▸ **What to work on**: Could you output every record below exactly as it appears?

▸ **Given entries**:

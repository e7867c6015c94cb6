//! The Command Classifier (§4.2).
//!
//! A static, pure mapping from a decoded [`CommandRecord`] to an [`Effect`] describing how the
//! tracker's model should change. Doesn't touch the model itself — that's [`crate::tracker`]'s
//! job — which keeps the "what a command means" question separate from "how the running state
//! changes", and makes the priority table below the only place command precedence is encoded.

use crate::diagnostics::Diagnostic;
use crate::error::{Error, Result};
use crate::model::EntryKind;
use crate::path::RawPath;
use crate::wire::{CommandKind, CommandRecord, Kind};

/// What a single command means for the tracker's model.
#[derive(Debug, Clone)]
pub enum Effect {
    /// `subvol`/`snapshot`: establishes the stream's root subvolume. Carries no path of its
    /// own kind-wise; the aggregator never emits a [`crate::change::FileChange`] for it.
    SetStreamRoot,

    /// `mkfile`/`mkdir`/`mknod`/`mkfifo`/`mksock`: a brand new inode, named by a (likely
    /// temporary, §4.3) path.
    Create {
        ino: u64,
        kind: EntryKind,
        path: RawPath,
        command: CommandKind,
    },

    /// `symlink`: a new inode with a recorded link target.
    Symlink {
        ino: u64,
        path: RawPath,
        target: RawPath,
    },

    /// `link`: attach whatever inode currently owns `existing_path` to a new name.
    Link {
        new_path: RawPath,
        existing_path: RawPath,
    },

    /// `unlink`: detach a path from its inode.
    Unlink { path: RawPath },

    /// `rmdir`: detach a path from its inode; the inode must be a directory.
    Rmdir { path: RawPath },

    /// `rename`: move a path from one name to another, inode identity preserved.
    Rename { from: RawPath, to: RawPath },

    /// `write`/`clone`/`update_extent`/`truncate`: content changed.
    ContentDirty {
        path: RawPath,
        command: CommandKind,
        size: Option<u64>,
    },

    /// `chmod`/`chown`/`utimes`/`set_xattr`/`remove_xattr`: metadata only, no direct change
    /// unless a stronger effect already applies to this inode (§4.2).
    MetadataOnly { path: RawPath, command: CommandKind },

    /// `end`: terminates processing.
    Terminate,

    /// An unknown command kind, outside strict mode: recorded and otherwise ignored.
    Unknown(Diagnostic),
}

/// Relative precedence used when the aggregator picks a `details.command` label for an inode
/// touched by more than one command (§4.2): lower rank wins.
///
/// `clone` isn't mentioned by name in the spec's priority list; it's ranked alongside the other
/// extent-level content commands, above plain `write`, since it (like `update_extent`) names an
/// explicit byte range rather than appending un-ranged data.
pub fn command_priority(command: CommandKind) -> u8 {
    use CommandKind::*;
    match command {
        Symlink => 0,
        Mkfile | Mkdir | Mknod | Mkfifo | Mksock => 1,
        UpdateExtent => 2,
        Truncate => 3,
        Clone => 4,
        Write => 5,
        Chmod | Chown | Utimes | SetXattr | RemoveXattr => 6,
        // Rename/Unlink/Rmdir/Subvol/Snapshot/End never compete for a content label.
        Rename | Unlink | Rmdir | Subvol | Snapshot | End => u8::MAX,
    }
}

fn required_path(command: CommandKind, record: &CommandRecord) -> Result<RawPath> {
    record.attributes.path().ok_or_else(|| Error::MalformedStream {
        reason: format!("{} missing required `path` attribute", command.as_ref()),
    })
}

fn required_ino(command: CommandKind, record: &CommandRecord) -> Result<u64> {
    record.attributes.ino().ok_or_else(|| Error::MalformedStream {
        reason: format!("{} missing required `ino` attribute", command.as_ref()),
    })
}

/// Classify one decoded command into the effect the tracker should apply.
///
/// `strict_unknown` corresponds to [`crate::Options::strict`]: when set, a code outside the
/// known table is a hard [`Error::UnknownCommand`] instead of [`Effect::Unknown`].
pub fn classify(record: &CommandRecord, strict_unknown: bool) -> Result<Effect> {
    let known = match record.kind {
        Kind::Known(kind) => kind,
        Kind::Unknown(code) => {
            if strict_unknown {
                return Err(Error::UnknownCommand {
                    offset: record.offset,
                    kind: code,
                });
            }
            return Ok(Effect::Unknown(Diagnostic::info(format!(
                "unknown command kind {code} at offset {}",
                record.offset
            ))));
        }
    };

    use CommandKind::*;
    Ok(match known {
        Subvol | Snapshot => Effect::SetStreamRoot,

        Mkfile => Effect::Create {
            ino: required_ino(known, record)?,
            kind: EntryKind::Regular,
            path: required_path(known, record)?,
            command: known,
        },
        Mkdir => Effect::Create {
            ino: required_ino(known, record)?,
            kind: EntryKind::Directory,
            path: required_path(known, record)?,
            command: known,
        },
        Mknod | Mkfifo | Mksock => Effect::Create {
            ino: required_ino(known, record)?,
            kind: EntryKind::Special,
            path: required_path(known, record)?,
            command: known,
        },

        Symlink => Effect::Symlink {
            ino: required_ino(known, record)?,
            path: required_path(known, record)?,
            target: record.attributes.path_link().ok_or_else(|| Error::MalformedStream {
                reason: "symlink missing required `path_link` attribute".to_string(),
            })?,
        },

        Link => Effect::Link {
            new_path: required_path(known, record)?,
            existing_path: record.attributes.path_link().ok_or_else(|| Error::MalformedStream {
                reason: "link missing required `path_link` attribute".to_string(),
            })?,
        },

        Unlink => Effect::Unlink {
            path: required_path(known, record)?,
        },
        Rmdir => Effect::Rmdir {
            path: required_path(known, record)?,
        },

        Rename => Effect::Rename {
            from: required_path(known, record)?,
            to: record.attributes.path_to().ok_or_else(|| Error::MalformedStream {
                reason: "rename missing required `path_to` attribute".to_string(),
            })?,
        },

        Write | UpdateExtent => Effect::ContentDirty {
            path: required_path(known, record)?,
            command: known,
            size: record.attributes.size().or_else(|| {
                record
                    .attributes
                    .file_offset()
                    .zip(record.attributes.data().map(|d| d.len() as u64))
                    .map(|(offset, len)| offset + len)
            }),
        },
        Clone => Effect::ContentDirty {
            path: required_path(known, record)?,
            command: known,
            // `size` isn't carried directly by `clone`; fall back to the cloned range's extent
            // (§4.2, §6: "update size if provided").
            size: record.attributes.size().or_else(|| {
                record
                    .attributes
                    .clone_offset()
                    .zip(record.attributes.clone_len())
                    .map(|(offset, len)| offset + len)
            }),
        },
        Truncate => Effect::ContentDirty {
            path: required_path(known, record)?,
            command: known,
            size: record.attributes.size(),
        },

        Chmod | Chown | Utimes | SetXattr | RemoveXattr => Effect::MetadataOnly {
            path: required_path(known, record)?,
            command: known,
        },

        End => Effect::Terminate,
    })
}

▸ **Result for this task**:
repository e7867c6015c94cb6
//! The Command Classifier (§4.2).
//!
//! A static, pure mapping from a decoded [`CommandRecord`] to an [`Effect`] describing how the
//! tracker's model should change. Doesn't touch the model itself — that's [`crate::tracker`]'s
//! job — which keeps the "what a command means" question separate from "how the running state
//! changes", and makes the priority table below the only place command precedence is encoded.

use crate::diagnostics::Diagnostic;
use crate::error::{Error, Result};
use crate::model::EntryKind;
use crate::path::RawPath;
use crate::wire::{CommandKind, CommandRecord, Kind};

/// What a single command means for the tracker's model.
#[derive(Debug, Clone)]
pub enum Effect {
    /// `subvol`/`snapshot`: establishes the stream's root subvolume. Carries no path of its
    /// own kind-wise; the aggregator never emits a [`crate::change::FileChange`] for it.
    SetStreamRoot,

    /// `mkfile`/`mkdir`/`mknod`/`mkfifo`/`mksock`: a brand new inode, named by a (likely
    /// temporary, §4.3) path.
    Create {
        ino: u64,
        kind: EntryKind,
        path: RawPath,
        command: CommandKind,
    },

    /// `symlink`: a new inode with a recorded link target.
    Symlink {
        ino: u64,
        path: RawPath,
        target: RawPath,
    },

    /// `link`: attach whatever inode currently owns `existing_path` to a new name.
    Link {
        new_path: RawPath,
        existing_path: RawPath,
    },

    /// `unlink`: detach a path from its inode.
    Unlink { path: RawPath },

    /// `rmdir`: detach a path from its inode; the inode must be a directory.
    Rmdir { path: RawPath },

    /// `rename`: move a path from one name to another, inode identity preserved.
    Rename { from: RawPath, to: RawPath },

    /// `write`/`clone`/`update_extent`/`truncate`: content changed.
    ContentDirty {
        path: RawPath,
        command: CommandKind,
        size: Option<u64>,
    },

    /// `chmod`/`chown`/`utimes`/`set_xattr`/`remove_xattr`: metadata only, no direct change
    /// unless a stronger effect already applies to this inode (§4.2).
    MetadataOnly { path: RawPath, command: CommandKind },

    /// `end`: terminates processing.
    Terminate,

    /// An unknown command kind, outside strict mode: recorded and otherwise ignored.
    Unknown(Diagnostic),
}

/// Relative precedence used when the aggregator picks a `details.command` label for an inode
/// touched by more than one command (§4.2): lower rank wins.
///
/// `clone` isn't mentioned by name in the spec's priority list; it's ranked alongside the other
/// extent-level content commands, above plain `write`, since it (like `update_extent`) names an
/// explicit byte range rather than appending un-ranged data.
pub fn command_priority(command: CommandKind) -> u8 {
    use CommandKind::*;
    match command {
        Symlink => 0,
        Mkfile | Mkdir | Mknod | Mkfifo | Mksock => 1,
        UpdateExtent => 2,
        Truncate => 3,
        Clone => 4,
        Write => 5,
        Chmod | Chown | Utimes | SetXattr | RemoveXattr => 6,
        // Rename/Unlink/Rmdir/Subvol/Snapshot/End never compete for a content label.
        Rename | Unlink | Rmdir | Subvol | Snapshot | End => u8::MAX,
    }
}

fn required_path(command: CommandKind, record: &CommandRecord) -> Result<RawPath> {
    record.attributes.path().ok_or_else(|| Error::MalformedStream {
        reason: format!("{} missing required `path` attribute", command.as_ref()),
    })
}

fn required_ino(command: CommandKind, record: &CommandRecord) -> Result<u64> {
    record.attributes.ino().ok_or_else(|| Error::MalformedStream {
        reason: format!("{} missing required `ino` attribute", command.as_ref()),
    })
}

/// Classify one decoded command into the effect the tracker should apply.
///
/// `strict_unknown` corresponds to [`crate::Options::strict`]: when set, a code outside the
/// known table is a hard [`Error::UnknownCommand`] instead of [`Effect::Unknown`].
pub fn classify(record: &CommandRecord, strict_unknown: bool) -> Result<Effect> {
    let known = match record.kind {
        Kind::Known(kind) => kind,
        Kind::Unknown(code) => {
            if strict_unknown {
                return Err(Error::UnknownCommand {
                    offset: record.offset,
                    kind: code,
                });
            }
            return Ok(Effect::Unknown(Diagnostic::info(format!(
                "unknown command kind {code} at offset {}",
                record.offset
            ))));
        }
    };

    use CommandKind::*;
    Ok(match known {
        Subvol | Snapshot => Effect::SetStreamRoot,

        Mkfile => Effect::Create {
            ino: required_ino(known, record)?,
            kind: EntryKind::Regular,
            path: required_path(known, record)?,
            command: known,
        },
        Mkdir => Effect::Create {
            ino: required_ino(known, record)?,
            kind: EntryKind::Directory,
            path: required_path(known, record)?,
            command: known,
        },
        Mknod | Mkfifo | Mksock => Effect::Create {
            ino: required_ino(known, record)?,
            kind: EntryKind::Special,
            path: required_path(known, record)?,
            command: known,
        },

        Symlink => Effect::Symlink {
            ino: required_ino(known, record)?,
            path: required_path(known, record)?,
            target: record.attributes.path_link().ok_or_else(|| Error::MalformedStream {
                reason: "symlink missing required `path_link` attribute".to_string(),
            })?,
        },

        Link => Effect::Link {
            new_path: required_path(known, record)?,
            existing_path: record.attributes.path_link().ok_or_else(|| Error::MalformedStream {
                reason: "link missing required `path_link` attribute".to_string(),
            })?,
        },

        Unlink => Effect::Unlink {
            path: required_path(known, record)?,
        },
        Rmdir => Effect::Rmdir {
            path: required_path(known, record)?,
        },

        Rename => Effect::Rename {
            from: required_path(known, record)?,
            to: record.attributes.path_to().ok_or_else(|| Error::MalformedStream {
                reason: "rename missing required `path_to` attribute".to_string(),
            })?,
        },

        Write | UpdateExtent => Effect::ContentDirty {
            path: required_path(known, record)?,
            command: known,
            size: record.attributes.size().or_else(|| {
                record
                    .attributes
                    .file_offset()
                    .zip(record.attributes.data().map(|d| d.len() as u64))
                    .map(|(offset, len)| offset + len)
            }),
        },
        Clone => Effect::ContentDirty {
            path: required_path(known, record)?,
            command: known,
            // `size` isn't carried directly by `clone`; fall back to the cloned range's extent
            // (§4.2, §6: "update size if provided").
            size: record.attributes.size().or_else(|| {
                record
                    .attributes
                    .clone_offset()
                    .zip(record.attributes.clone_len())
                    .map(|(offset, len)| offset + len)
            }),
        },
        Truncate => Effect::ContentDirty {
            path: required_path(known, record)?,
            command: known,
            size: record.attributes.size(),
        },

        Chmod | Chown | Utimes | SetXattr | RemoveXattr => Effect::MetadataOnly {
            path: required_path(known, record)?,
            command: known,
        },

        End => Effect::Terminate,
    })
}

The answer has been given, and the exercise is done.